A German government source said the officials from 20 rich and emerging market nations do not plan to issue a statement on currencies at talks starting on Friday.
Analysts were hoping that G20 finance ministers and central bank chiefs would exert pressure on China to let its yuan currency rise against the greenback. The yuan has been pegged at around 8.28 to the dollar since the mid-1990s, which has kept Chinese exports more competitive in the global trade market.
However, President George W. Bush is likely to raise US concerns about China's currency policies when he meets at a summit in Chile with Chinese President Hu Jintao, a senior US official said on Wednesday.
The dollar slipped to new 7-month lows against the Japanese yen shortly after the official's remarks. Any increased market speculation that China might revalue the yuan tends to bolster the Japanese yen because of trade links between the two countries.
Friday's G20 gathering of rich and emerging market nations overshadowed a hefty rise in US consumer prices for October, a surge in US housing starts and a jump in industrial production, analysts said, with the dollar showing little reaction to the generally positive US economic data.
"The dollar is going to be driven by policy, what (Treasury Secretary John) Snow says, and what happens in the G20 meeting, more than US economic data," said Larry Brickman, currency strategist at Bank of America in New York.
Snow, who was in London, appeared to downplay any hopes of a weekend G20 accord to slow the US currency's decline.
Snow's comments should be interpreted globally "as a very strong signal that the US is not going to work to keep this dollar strong and it's not going to intervene," said Lara Rhame, foreign exchange strategist, Credit Suisse First Boston in New York.
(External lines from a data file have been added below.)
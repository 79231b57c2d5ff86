//! Metadata store contract

use crate::error::{StoreError, StoreResult};
use crate::filter::ScenarioFilter;
use async_trait::async_trait;
use chrono::{DateTime, Utc};
use devlab_types::{Scenario, ScenarioId, ScenarioStatus};

/// Record after [`ScenarioStore::advance`]
#[derive(Debug, Clone, PartialEq, Eq)]
pub struct Advanced {
    /// Record as stored once the call returns
    pub record: Scenario,
    /// This call wrote the transition
    pub written: bool,
}

/// Durable scenario records
///
/// Single-record reads and writes are atomic. Status changes go through
/// [`ScenarioStore::update_if`] so a writer holding a stale copy can never
/// overwrite a newer status.
#[async_trait]
pub trait ScenarioStore: Send + Sync {
    /// Backend name for logs
    fn name(&self) -> &'static str;

    /// Persist a new record
    ///
    /// # Errors
    /// - `StoreError::Duplicate` if the ID is taken
    async fn insert(&self, scenario: &Scenario) -> StoreResult<()>;

    /// Record by ID
    async fn find(&self, id: &ScenarioId) -> StoreResult<Option<Scenario>>;

    /// Replace an existing record
    ///
    /// # Errors
    /// - `StoreError::NotFound` if no record has this ID
    async fn update(&self, scenario: &Scenario) -> StoreResult<()>;

    /// Replace a record only while its stored status is still `expected`
    ///
    /// Returns `false` and writes nothing when the stored status differs.
    ///
    /// # Errors
    /// - `StoreError::NotFound` if no record has this ID
    async fn update_if(&self, scenario: &Scenario, expected: ScenarioStatus) -> StoreResult<bool>;

    /// Records matching `filter`, oldest first
    async fn find_where(&self, filter: &ScenarioFilter) -> StoreResult<Vec<Scenario>>;

    /// Records owned by `user_id`, oldest first
    async fn list_by_user(&self, user_id: &str) -> StoreResult<Vec<Scenario>> {
        self.find_where(&ScenarioFilter::for_user(user_id)).await
    }

    /// Move `scenario` to `to` with compare-and-set writes
    ///
    /// When another writer changed the record first, it is re-read and the
    /// transition retried against the fresh status. Statuses only move
    /// forward, so the loop ends once the transition is written or no longer
    /// legal. Nothing is written when `scenario` already has status `to`.
    ///
    /// # Errors
    /// - `StoreError::NotFound` if the record disappeared
    /// - backend errors from `update_if` or `find`
    async fn advance(
        &self,
        mut scenario: Scenario,
        to: ScenarioStatus,
        at: DateTime<Utc>,
    ) -> StoreResult<Advanced> {
        loop {
            let expected = scenario.status;
            if !scenario.transition(to, at) {
                return Ok(Advanced {
                    record: scenario,
                    written: false,
                });
            }
            if self.update_if(&scenario, expected).await? {
                return Ok(Advanced {
                    record: scenario,
                    written: true,
                });
            }
            tracing::debug!(
                scenario_id = %scenario.scenario_id,
                expected = %expected,
                "record changed concurrently, re-reading"
            );
            scenario = self
                .find(&scenario.scenario_id)
                .await?
                .ok_or_else(|| StoreError::NotFound(scenario.scenario_id.to_string()))?;
        }
    }
}

/// Reject records no backend should accept
pub(crate) fn validate(scenario: &Scenario) -> StoreResult<()> {
    if scenario.scenario_id.is_blank() {
        return Err(StoreError::Invalid("scenario ID cannot be empty".to_string()));
    }
    Ok(())
}

/// Oldest first, ties broken by ID
pub(crate) fn sort_records(records: &mut [Scenario]) {
    records.sort_by(|a, b| {
        a.created_at
            .cmp(&b.created_at)
            .then_with(|| a.scenario_id.as_str().cmp(b.scenario_id.as_str()))
    });
}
The euro soared to all-time peaks around $1.3047, against the US currency, according to Reuters data.
Early afternoon in New York, the euro was trading at $1.3033, up 0.6 percent on the day.
Earlier, traders said real money accounts, such as asset managers, were selling dollars and buying Asian currencies, breaking options barriers for the euro around $1.3010 and exacerbating the euro's move higher.
"This isn't about economic differentials or interest rates. The dollar's well-offered and I think this weakness is going to continue," said John McCarthy, director of currency trading, ING Capital Markets in New York.
"The market continues to ignore any news that might be construed as positive for the dollar," he added.
The dollar fell to a new seven-month low around 103.82 yen according to Reuters data, down 1.4 percent on the day.
The US currency also dropped to a nine-year low against a basket of currencies. Against the Swiss franc, the dollar sank to an 8-1/2-year low at 1.1628 francs.
Most players expect the dollar to remain under pressure for as long as the market focuses on the US current account deficit and believes Washington wants a weaker dollar to curb it.